21 janvier 2013

Lincoln, héros de la servitude volontaire


Steven Spielberg nous inflige un pensum de deux heures et demi qui est à la fois hagiographique et verbeux, trop verbeux et trop hagiographique. Il renouvelle à sa manière le mythe du meilleur Président des États-Unis qui aurait donné la liberté aux Noirs, mais l’Histoire est un peu différente.

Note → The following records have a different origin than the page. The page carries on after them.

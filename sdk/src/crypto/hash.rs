//! # Hashing Utilities
//!
//! Two hash functions, picked for two different jobs:
//!
//! - **SHA-256** names things the outside world sees: asset ids, transfer
//!   ids, transaction ids, IPFS content ids. Every wallet, explorer and
//!   gateway already speaks it.
//! - **BLAKE3** covers SDK-internal structures (block headers, Merkle
//!   trees, key derivation) where nobody else needs to reproduce the bytes
//!   and speed is free.

use sha2::{Digest, Sha256};

/// SHA-256 of `data` as a heap-allocated digest.
///
/// ```
/// use satox_sdk::crypto::sha256;
///
/// assert_eq!(sha256(b"satox").len(), 32);
/// ```
pub fn sha256(data: &[u8]) -> Vec<u8> {
    sha256_array(data).to_vec()
}

/// SHA-256 of `data` as a fixed-size array.
pub fn sha256_array(data: &[u8]) -> [u8; 32] {
    let mut hasher = Sha256::new();
    hasher.update(data);
    let mut out = [0u8; 32];
    out.copy_from_slice(&hasher.finalize());
    out
}

/// Lowercase hex SHA-256.
pub fn sha256_hex(data: &[u8]) -> String {
    hex::encode(sha256_array(data))
}

/// `SHA-256(SHA-256(data))`, used for address checksums.
pub fn double_sha256(data: &[u8]) -> [u8; 32] {
    sha256_array(&sha256_array(data))
}

/// BLAKE3 of `data`.
pub fn blake3_hash(data: &[u8]) -> [u8; 32] {
    *blake3::hash(data).as_bytes()
}

/// BLAKE3 over several slices fed in order, without concatenating them.
pub fn blake3_hash_multi(parts: &[&[u8]]) -> [u8; 32] {
    let mut hasher = blake3::Hasher::new();
    for part in parts {
        hasher.update(part);
    }
    *hasher.finalize().as_bytes()
}

/// BLAKE3 in `derive_key` mode. Different contexts never collide, even for
/// identical `data`.
pub fn domain_separated_hash(context: &str, data: &[u8]) -> [u8; 32] {
    let mut hasher = blake3::Hasher::new_derive_key(context);
    hasher.update(data);
    *hasher.finalize().as_bytes()
}

/// Deterministic 16-byte identifier: `hex(sha256(parts.join("_"))[..16])`.
///
/// Asset ids hash `name_symbol_owner`, collection ids hash `name_creator`.
/// Same inputs, same id, which is exactly what duplicate detection wants.
pub fn short_id(parts: &[&str]) -> String {
    let digest = sha256_array(parts.join("_").as_bytes());
    hex::encode(&digest[..16])
}

/// Full-length hex SHA-256 over `parts.join("_")`.
pub fn long_id(parts: &[&str]) -> String {
    sha256_hex(parts.join("_").as_bytes())
}

/// Binary BLAKE3 Merkle root over 32-byte leaves.
///
/// Odd levels duplicate their last node. A single leaf is paired with
/// itself so the root is always a hash output. An empty set yields zeros.
pub fn merkle_root(leaves: &[[u8; 32]]) -> [u8; 32] {
    if leaves.is_empty() {
        return [0u8; 32];
    }

    let mut level: Vec<[u8; 32]> = leaves.to_vec();
    if level.len() == 1 {
        return blake3_hash_multi(&[&level[0], &level[0]]);
    }

    while level.len() > 1 {
        level = level
            .chunks(2)
            .map(|pair| {
                let right = pair.get(1).unwrap_or(&pair[0]);
                blake3_hash_multi(&[&pair[0], right])
            })
            .collect();
    }

    level[0]
}

#[cfg(test)]
mod tests {
    use super::*;

    #[test]
    fn sha256_empty_vector() {
        assert_eq!(
            sha256_hex(b""),
            "e3b0c44298fc1c149afbf4c8996fb92427ae41e4649b934ca495991b7852b855"
        );
    }

    #[test]
    fn sha256_vec_matches_array() {
        assert_eq!(sha256(b"x").as_slice(), sha256_array(b"x").as_slice());
    }

    #[test]
    fn double_sha256_is_nested() {
        assert_eq!(double_sha256(b"satox"), sha256_array(&sha256_array(b"satox")));
    }

    #[test]
    fn short_id_is_32_hex_chars_and_stable() {
        let a = short_id(&["Gold", "GLD", "Salice"]);
        let b = short_id(&["Gold", "GLD", "Salice"]);
        assert_eq!(a, b);
        assert_eq!(a.len(), 32);
        assert_ne!(a, short_id(&["Gold", "GLD", "Sbob"]));
    }

    #[test]
    fn short_id_is_prefix_of_long_id() {
        let s = short_id(&["a", "b"]);
        let l = long_id(&["a", "b"]);
        assert!(l.starts_with(&s));
        assert_eq!(l.len(), 64);
    }

    #[test]
    fn domain_separation_changes_output() {
        assert_ne!(
            domain_separated_hash("ctx-a", b"data"),
            domain_separated_hash("ctx-b", b"data")
        );
        assert_ne!(domain_separated_hash("ctx-a", b"data"), blake3_hash(b"data"));
    }

    #[test]
    fn multi_equals_concatenation() {
        assert_eq!(
            blake3_hash_multi(&[b"hello", b" world"]),
            blake3_hash(b"hello world")
        );
    }

    #[test]
    fn merkle_root_edge_cases() {
        assert_eq!(merkle_root(&[]), [0u8; 32]);

        let leaf = blake3_hash(b"only");
        assert_eq!(merkle_root(&[leaf]), blake3_hash_multi(&[&leaf, &leaf]));

        let l = blake3_hash(b"l");
        let r = blake3_hash(b"r");
        assert_eq!(merkle_root(&[l, r]), blake3_hash_multi(&[&l, &r]));
        assert_ne!(merkle_root(&[l, r]), merkle_root(&[r, l]));
    }

    #[test]
    fn merkle_root_odd_count_duplicates_last() {
        let a = blake3_hash(b"a");
        let b = blake3_hash(b"b");
        let c = blake3_hash(b"c");
        let ab = blake3_hash_multi(&[&a, &b]);
        let cc = blake3_hash_multi(&[&c, &c]);
        assert_eq!(merkle_root(&[a, b, c]), blake3_hash_multi(&[&ab, &cc]));
    }
}
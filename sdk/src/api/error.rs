use thiserror::Error;

#[derive(Debug, Error)]
pub enum ApiError {
    #[error("request failed: {0}")]
    Transport(#[from] reqwest::Error),

    #[error("HTTP {status}: {message}")]
    Status { status: u16, message: String },

    #[error("GraphQL errors: {}", .0.join("; "))]
    GraphQl(Vec<String>),

    #[error("GraphQL response carried no data")]
    EmptyResponse,

    #[error("invalid topic: {0}")]
    InvalidTopic(String),

    #[error("websocket error: {0}")]
    WebSocket(String),

    #[error("websocket not connected")]
    NotConnected,

    #[error("invalid response body: {0}")]
    Decode(#[from] serde_json::Error),
}

impl ApiError {
    /// Transport failures, 429 and 5xx are worth another attempt.
    pub fn is_retryable(&self) -> bool {
        match self {
            ApiError::Transport(_) => true,
            ApiError::Status { status, .. } => *status == 429 || (500..600).contains(status),
            _ => false,
        }
    }
}

impl From<tokio_tungstenite::tungstenite::Error> for ApiError {
    fn from(e: tokio_tungstenite::tungstenite::Error) -> Self {
        ApiError::WebSocket(e.to_string())
    }
}

pub type ApiResult<T> = Result<T, ApiError>;
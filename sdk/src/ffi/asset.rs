use libc::{c_char, c_int, c_void};

use super::{arg, destroy, into_handle, pointer, status, to_c_string, to_json, FfiResult};
use crate::asset::{AssetManager, CreateAssetRequest};
use crate::lifecycle::Manager;

#[no_mangle]
pub extern "C" fn satox_asset_manager_create() -> *mut c_void {
    pointer(|| {
        let manager = AssetManager::default();
        manager.initialize().map_err(|e| e.to_string())?;
        Ok(into_handle(manager))
    })
}

/// # Safety
/// `handle` must come from `satox_asset_manager_create`.
#[no_mangle]
pub unsafe extern "C" fn satox_asset_manager_destroy(handle: *mut c_void) {
    destroy::<AssetManager>(handle);
}

/// Create an asset from a JSON [`CreateAssetRequest`] owned by `owner`.
/// Returns the new asset id.
///
/// # Safety
/// `handle` must be live; string arguments must be valid C strings.
#[no_mangle]
pub unsafe extern "C" fn satox_asset_manager_create_asset(
    handle: *mut c_void,
    config_json: *const c_char,
    owner: *const c_char,
) -> *mut c_char {
    pointer(|| {
        let manager = super::handle::<AssetManager>(handle)?;
        let mut request: CreateAssetRequest = serde_json::from_str(arg(config_json, "config_json")?)
            .map_err(|e| format!("invalid config_json: {e}"))?;
        request.owner = arg(owner, "owner")?.to_string();
        let asset = manager.create_asset(request).map_err(|e| e.to_string())?;
        to_c_string(asset.id)
    })
}

/// The asset record as JSON.
///
/// # Safety
/// Same as `satox_asset_manager_create_asset`.
#[no_mangle]
pub unsafe extern "C" fn satox_asset_manager_get_asset_info(
    handle: *mut c_void,
    asset_id: *const c_char,
) -> *mut c_char {
    pointer(|| {
        let manager = super::handle::<AssetManager>(handle)?;
        let asset = manager
            .get_asset(arg(asset_id, "asset_id")?)
            .map_err(|e| e.to_string())?;
        to_json(&asset)
    })
}

/// Move `amount` base units, charging the configured transfer fee.
///
/// # Safety
/// Same as `satox_asset_manager_create_asset`.
#[no_mangle]
pub unsafe extern "C" fn satox_asset_manager_transfer_asset(
    handle: *mut c_void,
    asset_id: *const c_char,
    from: *const c_char,
    to: *const c_char,
    amount: u64,
) -> c_int {
    status(|| {
        let manager = super::handle::<AssetManager>(handle)?;
        let fee = manager.config().transfer_fee;
        manager
            .transfer_asset(
                arg(asset_id, "asset_id")?,
                arg(from, "from")?,
                arg(to, "to")?,
                amount,
                fee,
            )
            .map_err(|e| e.to_string())?;
        Ok(0)
    })
}

/// # Safety
/// Same as `satox_asset_manager_create_asset`; `balance` must be writable.
#[no_mangle]
pub unsafe extern "C" fn satox_asset_manager_get_asset_balance(
    handle: *mut c_void,
    asset_id: *const c_char,
    address: *const c_char,
    balance: *mut u64,
) -> c_int {
    status(|| {
        if balance.is_null() {
            return Err("balance is null".into());
        }
        let manager = super::handle::<AssetManager>(handle)?;
        *balance = manager
            .get_balance(arg(address, "address")?, arg(asset_id, "asset_id")?)
            .map_err(|e| e.to_string())?;
        Ok(0)
    })
}

unsafe fn supply_change(
    handle: *mut c_void,
    asset_id: *const c_char,
    owner: *const c_char,
    amount: u64,
    reissue: bool,
) -> FfiResult<c_int> {
    let manager = super::handle::<AssetManager>(handle)?;
    let asset_id = arg(asset_id, "asset_id")?;
    let owner = arg(owner, "owner")?;
    let result = if reissue {
        manager.reissue_asset(asset_id, owner, amount)
    } else {
        manager.burn_asset(asset_id, owner, amount)
    };
    result.map_err(|e| e.to_string())?;
    Ok(0)
}

/// # Safety
/// Same as `satox_asset_manager_create_asset`.
#[no_mangle]
pub unsafe extern "C" fn satox_asset_manager_reissue_asset(
    handle: *mut c_void,
    asset_id: *const c_char,
    owner: *const c_char,
    amount: u64,
) -> c_int {
    status(|| supply_change(handle, asset_id, owner, amount, true))
}

/// # Safety
/// Same as `satox_asset_manager_create_asset`.
#[no_mangle]
pub unsafe extern "C" fn satox_asset_manager_burn_asset(
    handle: *mut c_void,
    asset_id: *const c_char,
    owner: *const c_char,
    amount: u64,
) -> c_int {
    status(|| supply_change(handle, asset_id, owner, amount, false))
}

#[cfg(test)]
mod tests {
    use super::*;
    use crate::asset::Asset;
    use crate::ffi::tests::{c, last_error, take};

    #[test]
    fn asset_round_trip_through_the_abi() {
        let h = satox_asset_manager_create();
        assert!(!h.is_null());
        unsafe {
            let request = c(r#"{"name":"Gold","symbol":"GLD","total_supply":1000,"reissuable":true}"#);
            let alice = c("alice");
            let bob = c("bob");
            let id = c(&take(satox_asset_manager_create_asset(
                h,
                request.as_ptr(),
                alice.as_ptr(),
            )));

            let info: Asset =
                serde_json::from_str(&take(satox_asset_manager_get_asset_info(h, id.as_ptr()))).unwrap();
            assert_eq!(info.symbol, "GLD");
            assert_eq!(info.owner, "alice");

            assert_eq!(
                satox_asset_manager_transfer_asset(h, id.as_ptr(), alice.as_ptr(), bob.as_ptr(), 250),
                0
            );
            let mut balance = 0u64;
            assert_eq!(
                satox_asset_manager_get_asset_balance(h, id.as_ptr(), bob.as_ptr(), &mut balance),
                0
            );
            assert_eq!(balance, 250);

            assert_eq!(satox_asset_manager_reissue_asset(h, id.as_ptr(), alice.as_ptr(), 100), 0);
            assert_eq!(satox_asset_manager_burn_asset(h, id.as_ptr(), alice.as_ptr(), 50), 0);
            assert_eq!(
                satox_asset_manager_get_asset_balance(h, id.as_ptr(), alice.as_ptr(), &mut balance),
                0
            );
            assert_eq!(balance, 800);

            assert_eq!(satox_asset_manager_burn_asset(h, id.as_ptr(), bob.as_ptr(), 1), -1);
            assert!(last_error().contains("not the owner"));

            satox_asset_manager_destroy(h);
        }
    }

    #[test]
    fn omitted_supply_uses_the_default() {
        let h = satox_asset_manager_create();
        unsafe {
            let request = c(r#"{"name":"Gold","symbol":"GLD"}"#);
            let alice = c("alice");
            let id = satox_asset_manager_create_asset(h, request.as_ptr(), alice.as_ptr());
            assert!(!id.is_null(), "{}", last_error());
            let id = c(&take(id));

            let info: Asset =
                serde_json::from_str(&take(satox_asset_manager_get_asset_info(h, id.as_ptr()))).unwrap();
            assert_eq!(info.total_supply, crate::asset::DEFAULT_TOTAL_SUPPLY);
            let mut balance = 0u64;
            assert_eq!(
                satox_asset_manager_get_asset_balance(h, id.as_ptr(), alice.as_ptr(), &mut balance),
                0
            );
            assert_eq!(balance, 1_000_000);
            satox_asset_manager_destroy(h);
        }
    }

    #[test]
    fn unknown_asset_reports_error() {
        let h = satox_asset_manager_create();
        unsafe {
            let missing = c("nope");
            assert!(satox_asset_manager_get_asset_info(h, missing.as_ptr()).is_null());
            assert_eq!(last_error(), "asset not found: nope");
            satox_asset_manager_destroy(h);
        }
    }
}
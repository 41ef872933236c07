//! Winternitz one-time signatures, w = 16, over SHA-256.
//!
//! A 256-bit digest is 64 base-16 digits; a 3-digit checksum of
//! `Σ (15 - d)` stops an attacker from advancing any chain. That gives 67
//! hash chains of 32 bytes each, so keys and signatures are both 2144
//! bytes. Each chain step hashes `chain index || step || value` so steps
//! in different chains never collide.

use rand::RngCore;

use super::types::QuantumError;
use crate::crypto::hash::sha256_array;

const N: usize = 32;
const W: u8 = 16;
const LEN1: usize = 64;
const LEN2: usize = 3;
pub const CHAINS: usize = LEN1 + LEN2;

pub const KEY_SIZE: usize = CHAINS * N;
pub const SIGNATURE_SIZE: usize = CHAINS * N;

fn step(chain: usize, position: u8, value: &[u8; N]) -> [u8; N] {
    let mut input = [0u8; N + 2];
    input[0] = chain as u8;
    input[1] = position;
    input[2..].copy_from_slice(value);
    sha256_array(&input)
}

/// Advance `value` from position `start` by `steps`.
fn chain(index: usize, value: &[u8], start: u8, steps: u8) -> [u8; N] {
    let mut out = [0u8; N];
    out.copy_from_slice(value);
    for position in start..start + steps {
        out = step(index, position, &out);
    }
    out
}

/// Base-16 digits of the digest followed by the checksum digits.
fn digits(message: &[u8]) -> [u8; CHAINS] {
    let digest = sha256_array(message);
    let mut out = [0u8; CHAINS];
    for (i, byte) in digest.iter().enumerate() {
        out[2 * i] = byte >> 4;
        out[2 * i + 1] = byte & 0x0f;
    }
    let checksum: u16 = out[..LEN1].iter().map(|d| u16::from(W - 1 - d)).sum();
    out[LEN1] = ((checksum >> 8) & 0x0f) as u8;
    out[LEN1 + 1] = ((checksum >> 4) & 0x0f) as u8;
    out[LEN1 + 2] = (checksum & 0x0f) as u8;
    out
}

fn check_len(what: &'static str, bytes: &[u8], expected: usize) -> Result<(), QuantumError> {
    if bytes.len() == expected {
        Ok(())
    } else {
        Err(QuantumError::InvalidLength {
            what,
            expected,
            actual: bytes.len(),
        })
    }
}

/// `(public, secret)`.
pub fn generate_keypair() -> (Vec<u8>, Vec<u8>) {
    let mut secret = vec![0u8; KEY_SIZE];
    rand::rngs::OsRng.fill_bytes(&mut secret);
    let public = secret
        .chunks_exact(N)
        .enumerate()
        .flat_map(|(i, sk)| chain(i, sk, 0, W - 1))
        .collect();
    (public, secret)
}

pub fn sign(secret: &[u8], message: &[u8]) -> Result<Vec<u8>, QuantumError> {
    check_len("WOTS secret key", secret, KEY_SIZE)?;
    let digits = digits(message);
    Ok(secret
        .chunks_exact(N)
        .enumerate()
        .flat_map(|(i, sk)| chain(i, sk, 0, digits[i]))
        .collect())
}

pub fn verify(public: &[u8], message: &[u8], signature: &[u8]) -> Result<bool, QuantumError> {
    check_len("WOTS public key", public, KEY_SIZE)?;
    check_len("WOTS signature", signature, SIGNATURE_SIZE)?;
    let digits = digits(message);
    let ok = signature
        .chunks_exact(N)
        .zip(public.chunks_exact(N))
        .enumerate()
        .all(|(i, (sig, pk))| chain(i, sig, digits[i], W - 1 - digits[i])[..] == *pk);
    Ok(ok)
}
use chrono::{DateTime, Utc};
use serde::{Deserialize, Serialize};
use thiserror::Error;

use crate::config::DEFAULT_P2P_PORT;
use crate::lifecycle::LifecycleError;

#[derive(Debug, Error)]
pub enum NetworkError {
    #[error(transparent)]
    Lifecycle(#[from] LifecycleError),

    #[error("invalid input: {0}")]
    InvalidInput(String),

    #[error("peer already known: {0}")]
    PeerExists(String),

    #[error("peer not found: {0}")]
    PeerNotFound(String),

    #[error("connection limit of {max} peers reached")]
    TooManyPeers { max: usize },

    #[error("timed out connecting to {0}")]
    Timeout(String),

    #[error("I/O error: {0}")]
    Io(#[from] std::io::Error),

    #[error("message encoding error: {0}")]
    Codec(#[from] serde_json::Error),
}

#[derive(Debug, Clone, PartialEq, Eq, Serialize, Deserialize)]
#[serde(default)]
pub struct NetworkConfig {
    pub listen_address: String,
    /// `0` binds an ephemeral port; read it back with `local_addr`.
    pub port: u16,
    pub max_connections: usize,
    pub connection_timeout_ms: u64,
}

impl Default for NetworkConfig {
    fn default() -> Self {
        Self {
            listen_address: "127.0.0.1".to_string(),
            port: DEFAULT_P2P_PORT,
            max_connections: 10,
            connection_timeout_ms: 30_000,
        }
    }
}

#[derive(Debug, Clone, Copy, PartialEq, Eq, Serialize, Deserialize)]
#[serde(rename_all = "lowercase")]
pub enum PeerState {
    /// Added but never dialed.
    Known,
    Connected,
    Disconnected,
    /// Last dial or send failed.
    Failed,
}

#[derive(Debug, Clone, PartialEq, Eq, Serialize, Deserialize)]
pub struct PeerInfo {
    pub address: String,
    pub port: u16,
    pub state: PeerState,
    pub latency_ms: Option<u64>,
    pub added_at: DateTime<Utc>,
    pub last_seen: Option<DateTime<Utc>>,
    pub messages_sent: u64,
}

impl PeerInfo {
    pub fn endpoint(&self) -> String {
        peer_key(&self.address, self.port)
    }
}

pub(crate) fn peer_key(address: &str, port: u16) -> String {
    format!("{address}:{port}")
}

/// One length-delimited JSON frame on the wire.
#[derive(Debug, Clone, PartialEq, Serialize, Deserialize)]
pub struct NetworkMessage {
    pub kind: String,
    pub payload: serde_json::Value,
    pub from: String,
    pub timestamp: DateTime<Utc>,
}

#[derive(Debug, Clone, PartialEq)]
pub enum NetworkEvent {
    MessageReceived {
        remote: String,
        message: NetworkMessage,
    },
    PeerConnected {
        address: String,
    },
    PeerDisconnected {
        address: String,
    },
}

#[derive(Debug, Clone, Copy, PartialEq, Eq, Default, Serialize, Deserialize)]
pub struct NetworkStats {
    pub total_connections: u64,
    pub active_connections: u64,
    pub failed_connections: u64,
    pub messages_sent: u64,
    pub messages_received: u64,
    pub bytes_sent: u64,
    pub bytes_received: u64,
    pub uptime_secs: u64,
}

Sur le plan cinématographique, Steven Spielberg réduit le récit des derniers mois de la vie d’Abraham Lincoln aux lieux clos de son appartement, son bureau, les cabinets où se réunissent ses conseillers et au Congrès. Alors que la guerre civile faisait rage à l’extérieur, il nous montre seulement le monde feutré et presque irréel du pouvoir. L’intrigue se résume au faux suspense de l’adoption du XIIIe amendement et à la mort annoncée de Lincoln par une phrase faussement prémonitoire [2h 16' 34"] :
Je pense qu’il est l’heure de partir même si je préfèrerais rester.
Le style de Steven Spielberg, aussi lourd que celui des staliniens ou des maoïstes au service du culte de la personnalité, nous inflige de longs discours moralisateurs pour construire laborieusement l’icône christique de la dernière scène où Abraham Lincoln apparaît les bras en croix.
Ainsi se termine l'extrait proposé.